[Opening Exercise input section]

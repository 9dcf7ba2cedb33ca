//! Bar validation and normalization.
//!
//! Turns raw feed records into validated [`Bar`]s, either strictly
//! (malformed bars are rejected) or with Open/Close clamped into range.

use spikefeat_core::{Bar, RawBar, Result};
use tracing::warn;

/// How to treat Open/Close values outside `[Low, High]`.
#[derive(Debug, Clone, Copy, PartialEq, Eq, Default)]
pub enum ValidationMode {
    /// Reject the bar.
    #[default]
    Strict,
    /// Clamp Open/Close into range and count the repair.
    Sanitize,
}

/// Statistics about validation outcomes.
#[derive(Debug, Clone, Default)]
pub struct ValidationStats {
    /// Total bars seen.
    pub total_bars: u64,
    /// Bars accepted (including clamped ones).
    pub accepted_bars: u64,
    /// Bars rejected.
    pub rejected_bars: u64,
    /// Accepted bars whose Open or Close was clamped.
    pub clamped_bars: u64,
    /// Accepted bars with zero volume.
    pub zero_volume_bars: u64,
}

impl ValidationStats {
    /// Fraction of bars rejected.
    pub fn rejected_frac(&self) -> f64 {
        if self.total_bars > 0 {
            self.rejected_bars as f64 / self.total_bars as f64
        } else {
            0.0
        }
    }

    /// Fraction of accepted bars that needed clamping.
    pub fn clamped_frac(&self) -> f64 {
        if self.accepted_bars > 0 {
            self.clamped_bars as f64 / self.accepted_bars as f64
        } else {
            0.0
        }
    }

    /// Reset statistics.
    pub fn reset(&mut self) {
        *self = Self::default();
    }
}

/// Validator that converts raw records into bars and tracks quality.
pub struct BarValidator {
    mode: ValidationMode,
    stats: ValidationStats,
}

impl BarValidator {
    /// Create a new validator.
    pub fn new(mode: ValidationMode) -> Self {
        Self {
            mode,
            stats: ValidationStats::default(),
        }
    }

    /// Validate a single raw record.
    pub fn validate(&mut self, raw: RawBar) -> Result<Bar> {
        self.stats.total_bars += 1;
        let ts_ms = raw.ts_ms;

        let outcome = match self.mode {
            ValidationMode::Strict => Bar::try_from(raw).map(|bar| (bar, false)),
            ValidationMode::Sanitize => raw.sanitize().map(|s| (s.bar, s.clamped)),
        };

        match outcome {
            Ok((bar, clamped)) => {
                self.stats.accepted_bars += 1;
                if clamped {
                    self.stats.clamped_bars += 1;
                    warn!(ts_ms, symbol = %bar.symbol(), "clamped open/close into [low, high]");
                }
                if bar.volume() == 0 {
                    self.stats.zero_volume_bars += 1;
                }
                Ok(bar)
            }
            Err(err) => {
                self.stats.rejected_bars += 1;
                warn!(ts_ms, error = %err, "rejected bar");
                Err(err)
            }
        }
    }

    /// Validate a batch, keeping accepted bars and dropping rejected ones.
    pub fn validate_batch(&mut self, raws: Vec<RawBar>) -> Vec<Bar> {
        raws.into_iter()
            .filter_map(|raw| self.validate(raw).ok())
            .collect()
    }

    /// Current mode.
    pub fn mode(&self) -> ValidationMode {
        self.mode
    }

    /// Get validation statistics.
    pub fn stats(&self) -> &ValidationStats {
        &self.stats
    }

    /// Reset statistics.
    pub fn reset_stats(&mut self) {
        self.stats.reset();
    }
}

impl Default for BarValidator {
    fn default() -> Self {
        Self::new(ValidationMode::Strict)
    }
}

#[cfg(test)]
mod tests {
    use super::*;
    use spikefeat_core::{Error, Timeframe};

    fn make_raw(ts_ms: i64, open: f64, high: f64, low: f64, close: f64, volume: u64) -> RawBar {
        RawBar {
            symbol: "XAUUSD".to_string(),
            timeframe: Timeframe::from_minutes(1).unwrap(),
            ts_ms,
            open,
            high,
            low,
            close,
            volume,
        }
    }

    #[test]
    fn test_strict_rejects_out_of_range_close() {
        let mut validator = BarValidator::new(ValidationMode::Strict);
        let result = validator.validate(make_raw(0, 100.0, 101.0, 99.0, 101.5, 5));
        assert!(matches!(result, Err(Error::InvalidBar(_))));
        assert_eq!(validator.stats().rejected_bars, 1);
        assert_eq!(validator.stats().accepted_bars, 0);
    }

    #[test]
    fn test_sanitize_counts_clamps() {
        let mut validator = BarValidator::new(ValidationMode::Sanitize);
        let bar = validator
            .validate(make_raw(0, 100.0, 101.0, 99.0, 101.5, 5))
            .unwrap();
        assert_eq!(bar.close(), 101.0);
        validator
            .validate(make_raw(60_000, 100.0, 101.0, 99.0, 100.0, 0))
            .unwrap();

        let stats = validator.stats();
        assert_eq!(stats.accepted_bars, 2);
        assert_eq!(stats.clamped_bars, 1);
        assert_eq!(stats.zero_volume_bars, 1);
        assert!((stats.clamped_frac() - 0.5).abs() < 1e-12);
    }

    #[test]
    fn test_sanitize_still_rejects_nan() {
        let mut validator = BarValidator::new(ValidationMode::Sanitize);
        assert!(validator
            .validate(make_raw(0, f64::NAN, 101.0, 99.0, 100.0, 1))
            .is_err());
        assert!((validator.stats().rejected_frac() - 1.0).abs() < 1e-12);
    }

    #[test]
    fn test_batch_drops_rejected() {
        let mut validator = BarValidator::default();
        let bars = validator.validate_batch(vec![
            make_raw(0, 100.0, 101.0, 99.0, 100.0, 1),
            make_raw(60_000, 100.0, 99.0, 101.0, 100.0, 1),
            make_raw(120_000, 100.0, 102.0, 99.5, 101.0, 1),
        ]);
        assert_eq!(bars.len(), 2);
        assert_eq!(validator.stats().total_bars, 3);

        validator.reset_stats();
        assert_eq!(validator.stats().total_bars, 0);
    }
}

[Closing Exercise input section]
[Opening Exercise input section]

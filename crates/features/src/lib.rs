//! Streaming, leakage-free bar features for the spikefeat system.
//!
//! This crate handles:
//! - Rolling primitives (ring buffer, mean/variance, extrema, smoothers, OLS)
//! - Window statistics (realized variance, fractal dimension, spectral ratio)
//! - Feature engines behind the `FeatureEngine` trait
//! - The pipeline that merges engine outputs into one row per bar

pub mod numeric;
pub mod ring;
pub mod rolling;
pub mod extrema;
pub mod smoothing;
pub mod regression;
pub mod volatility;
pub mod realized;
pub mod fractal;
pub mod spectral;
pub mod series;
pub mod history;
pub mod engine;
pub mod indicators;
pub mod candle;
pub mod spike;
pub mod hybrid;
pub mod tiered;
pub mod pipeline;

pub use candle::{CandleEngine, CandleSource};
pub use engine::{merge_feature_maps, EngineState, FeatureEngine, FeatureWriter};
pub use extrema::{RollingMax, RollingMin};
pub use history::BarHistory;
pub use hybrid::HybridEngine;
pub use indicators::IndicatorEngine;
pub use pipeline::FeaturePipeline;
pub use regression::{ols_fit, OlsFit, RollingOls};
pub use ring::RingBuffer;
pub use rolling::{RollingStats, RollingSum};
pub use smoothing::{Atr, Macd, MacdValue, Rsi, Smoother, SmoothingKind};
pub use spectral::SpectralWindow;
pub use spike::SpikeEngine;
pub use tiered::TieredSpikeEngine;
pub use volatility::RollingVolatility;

[Closing Exercise input section]

## Action item
Using the entries above, repeat only the lines from the one containing "pub mod realized;" through the one containing "pub use volatility::RollingVolatility;", end lines included.

## Response area
pub mod realized;
pub mod fractal;
pub mod spectral;
pub mod series;
pub mod history;
pub mod engine;
pub mod indicators;
pub mod candle;
pub mod spike;
pub mod hybrid;
pub mod tiered;
pub mod pipeline;

pub use candle::{CandleEngine, CandleSource};
pub use engine::{merge_feature_maps, EngineState, FeatureEngine, FeatureWriter};
pub use extrema::{RollingMax, RollingMin};
pub use history::BarHistory;
pub use hybrid::HybridEngine;
pub use indicators::IndicatorEngine;
pub use pipeline::FeaturePipeline;
pub use regression::{ols_fit, OlsFit, RollingOls};
pub use ring::RingBuffer;
pub use rolling::{RollingStats, RollingSum};
pub use smoothing::{Atr, Macd, MacdValue, Rsi, Smoother, SmoothingKind};
pub use spectral::SpectralWindow;
pub use spike::SpikeEngine;
pub use tiered::TieredSpikeEngine;
pub use volatility::RollingVolatility;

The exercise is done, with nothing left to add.